Acabei de revisar as novas diretrizes de cibersegurança que a Agência de Serviços Financeiros do Japão acabou de finalizar, e honestamente, isto mostra como o regulador está a levar muito mais a sério a proteção das trocas de criptomoedas.



O interessante é que a abordagem não é apenas técnica. O rascunho original (que encerrou comentários há pouco) reconhece algo que muitos ainda subestimam: os ataques mais sofisticados já não vêm apenas de frente. Estamos a falar de engenharia social, ataques indiretos através de fornecedores terceiros, e até ataques patrocinados por estados. As carteiras frias já não são suficientes como única defesa.
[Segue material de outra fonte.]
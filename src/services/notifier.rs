use async_trait::async_trait;
use lettre::{
    message::{header::ContentType, Mailbox},
    transport::smtp::authentication::Credentials,
    AsyncSmtpTransport, AsyncTransport, Message, Tokio1Executor,
};
use serde_json::json;

use crate::models::reminder::DayPeriod;
use crate::models::user::PushSubscription;
use crate::utils::config::Config;
use crate::utils::http_client::create_http_client;

/// Errors a notification channel can produce.
#[derive(Debug, thiserror::Error)]
pub enum NotifyError {
    /// The channel is not configured (no SMTP relay, no VAPID keys).
    #[error("channel not configured: {0}")]
    Config(String),

    /// Invalid sender or recipient address.
    #[error("invalid address: {0}")]
    Address(String),

    /// Delivery failed.
    #[error("send failed: {0}")]
    Send(String),

    /// The push service reports the subscription no longer exists; the
    /// caller should purge the stored record.
    #[error("push subscription is gone")]
    SubscriptionGone,
}

/// Outbound notification channels the scheduler dispatches through.
#[async_trait]
pub trait Notifier: Send + Sync {
    async fn send_email(
        &self,
        address: &str,
        streak: i32,
        period: DayPeriod,
        suggested_repo: Option<&str>,
    ) -> Result<(), NotifyError>;

    async fn send_push(
        &self,
        subscription: &PushSubscription,
        title: &str,
        body: &str,
        url: &str,
    ) -> Result<(), NotifyError>;
}

/// Production notifier: SMTP email plus Web Push delivery.
pub struct NotificationClient {
    email: Option<SmtpMailer>,
    push: WebPushSender,
}

impl NotificationClient {
    /// Build from configuration. Email is only wired up when an SMTP host
    /// and sender address are configured; push works without VAPID keys
    /// against push services that do not require them.
    pub fn from_config(config: &Config) -> Result<Self, NotifyError> {
        let email = match (&config.smtp_host, &config.smtp_from_address) {
            (Some(host), Some(from)) => Some(SmtpMailer::new(
                host,
                config.smtp_port,
                config.smtp_username.clone(),
                config.smtp_password.clone(),
                from,
                &config.smtp_from_name,
                config.smtp_use_tls,
            )?),
            _ => None,
        };

        let push = WebPushSender {
            vapid_subject: config.vapid_subject.clone(),
            vapid_public_key: config.vapid_public_key.clone(),
            vapid_private_key: config.vapid_private_key.clone(),
        };

        Ok(Self { email, push })
    }
}

#[async_trait]
impl Notifier for NotificationClient {
    async fn send_email(
        &self,
        address: &str,
        streak: i32,
        period: DayPeriod,
        suggested_repo: Option<&str>,
    ) -> Result<(), NotifyError> {
        let mailer = self
            .email
            .as_ref()
            .ok_or_else(|| NotifyError::Config("SMTP is not configured".to_string()))?;

        let subject = email_subject(streak, period);
        let body = email_body(streak, period, suggested_repo);
        mailer.send(address, &subject, &body).await
    }

    async fn send_push(
        &self,
        subscription: &PushSubscription,
        title: &str,
        body: &str,
        url: &str,
    ) -> Result<(), NotifyError> {
        self.push.send(subscription, title, body, url).await
    }
}

/// Reminder email subject line.
fn email_subject(streak: i32, period: DayPeriod) -> String {
    if streak > 0 {
        format!(
            "{}! Keep your {}-day commit streak alive",
            period.greeting(),
            streak
        )
    } else {
        format!("{}! Time to start a new commit streak", period.greeting())
    }
}

/// Reminder email plain-text body.
fn email_body(streak: i32, period: DayPeriod, suggested_repo: Option<&str>) -> String {
    let mut lines = vec![format!(
        "This is your {} reminder: no commit on record for today yet.",
        period.label()
    )];

    if streak > 0 {
        lines.push(format!(
            "You are on a {}-day streak. One commit today keeps it going.",
            streak
        ));
    } else {
        lines.push("A single commit today starts a fresh streak.".to_string());
    }

    if let Some(repo) = suggested_repo {
        lines.push(format!("Suggestion: {} could use some attention.", repo));
    }

    lines.join("\n\n")
}

/// Async SMTP mailer, connection pooled by lettre.
struct SmtpMailer {
    transport: AsyncSmtpTransport<Tokio1Executor>,
    from_mailbox: Mailbox,
}

impl SmtpMailer {
    fn new(
        host: &str,
        port: u16,
        username: Option<String>,
        password: Option<String>,
        from_address: &str,
        from_name: &str,
        use_tls: bool,
    ) -> Result<Self, NotifyError> {
        let from_mailbox: Mailbox = format!("{} <{}>", from_name, from_address)
            .parse()
            .map_err(|e| NotifyError::Address(format!("{}", e)))?;

        let builder = if use_tls {
            AsyncSmtpTransport::<Tokio1Executor>::starttls_relay(host)
                .map_err(|e| NotifyError::Send(format!("{}", e)))?
        } else {
            AsyncSmtpTransport::<Tokio1Executor>::builder_dangerous(host)
        };

        let mut builder = builder.port(port);
        if let (Some(username), Some(password)) = (username, password) {
            builder = builder.credentials(Credentials::new(username, password));
        }

        Ok(Self {
            transport: builder.build(),
            from_mailbox,
        })
    }

    async fn send(&self, to: &str, subject: &str, body: &str) -> Result<(), NotifyError> {
        let message = Message::builder()
            .from(self.from_mailbox.clone())
            .to(to
                .parse()
                .map_err(|e| NotifyError::Address(format!("{}: {}", to, e)))?)
            .subject(subject)
            .header(ContentType::TEXT_PLAIN)
            .body(body.to_string())
            .map_err(|e| NotifyError::Send(format!("{}", e)))?;

        self.transport
            .send(message)
            .await
            .map_err(|e| NotifyError::Send(format!("{}", e)))?;

        Ok(())
    }
}

/// Thin Web Push delivery: POST the payload to the subscription endpoint.
///
/// The VAPID material is forwarded as-is in the legacy header scheme; the
/// push service validates it. Key handling beyond that lives with the
/// subscription registrar, not here.
struct WebPushSender {
    vapid_subject: Option<String>,
    vapid_public_key: Option<String>,
    vapid_private_key: Option<String>,
}

impl WebPushSender {
    async fn send(
        &self,
        subscription: &PushSubscription,
        title: &str,
        body: &str,
        url: &str,
    ) -> Result<(), NotifyError> {
        let client = create_http_client();

        let payload = json!({
            "title": title,
            "body": body,
            "url": url,
            "keys": {
                "p256dh": subscription.p256dh,
                "auth": subscription.auth,
            },
        });

        let mut request = client
            .post(&subscription.endpoint)
            .header("TTL", "3600")
            .header("Urgency", "normal")
            .json(&payload);

        if let (Some(subject), Some(public), Some(private)) = (
            &self.vapid_subject,
            &self.vapid_public_key,
            &self.vapid_private_key,
        ) {
            request = request
                .header("Authorization", format!("WebPush {}", private))
                .header(
                    "Crypto-Key",
                    format!("p256ecdsa={}; sub={}", public, subject),
                );
        }

        let response = request
            .send()
            .await
            .map_err(|e| NotifyError::Send(format!("{}", e)))?;

        let status = response.status();
        if status == reqwest::StatusCode::NOT_FOUND || status == reqwest::StatusCode::GONE {
            return Err(NotifyError::SubscriptionGone);
        }
        if !status.is_success() {
            return Err(NotifyError::Send(format!(
                "push service returned status {}",
                status
            )));
        }

        Ok(())
    }
}
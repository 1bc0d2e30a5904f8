use reqwest::{Client, ClientBuilder};
use std::time::Duration;

/// Create a configured HTTP client for GitHub API calls and push delivery.
///
/// The timeout bounds every outbound call so one slow request cannot stall
/// an entire scheduler tick.
pub fn create_http_client() -> Client {
    ClientBuilder::new()
        .timeout(Duration::from_secs(10))
        .user_agent("streakd/1.0")
        .build()
        .expect("Failed to create HTTP client")
}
O plano está estruturado em três pilares que me parecem bastante abrangentes. Primeiro, a autoajuda: a partir de 2026, a indústria deve realizar autoavaliações robustas e elevar os seus padrões. Segundo, a assistência mútua através de associações autorreguladoras que facilitem a troca de informações entre operadores. E terceiro, a assistência pública com exercícios coordenados de cibersegurança em toda a indústria.

O que mais me chamou a atenção foi a perspetiva de preservação da riqueza nacional. O Japão está a tratar isto como uma questão de segurança nacional, não apenas como regulação financeira. Isso reflete o quão sério se tornou o panorama de ameaças cibernéticas para os serviços de cibersegurança no setor de criptomoedas.

Em termos práticos, isto significa que, até 2026, esperamos ver testes de penetração em operadores selecionados e exercícios de simulação mais rigorosos. É uma mudança importante na forma como se regula a segurança na Ásia. Os serviços de cibersegurança locais provavelmente também se beneficiarão destes padrões mais elevados.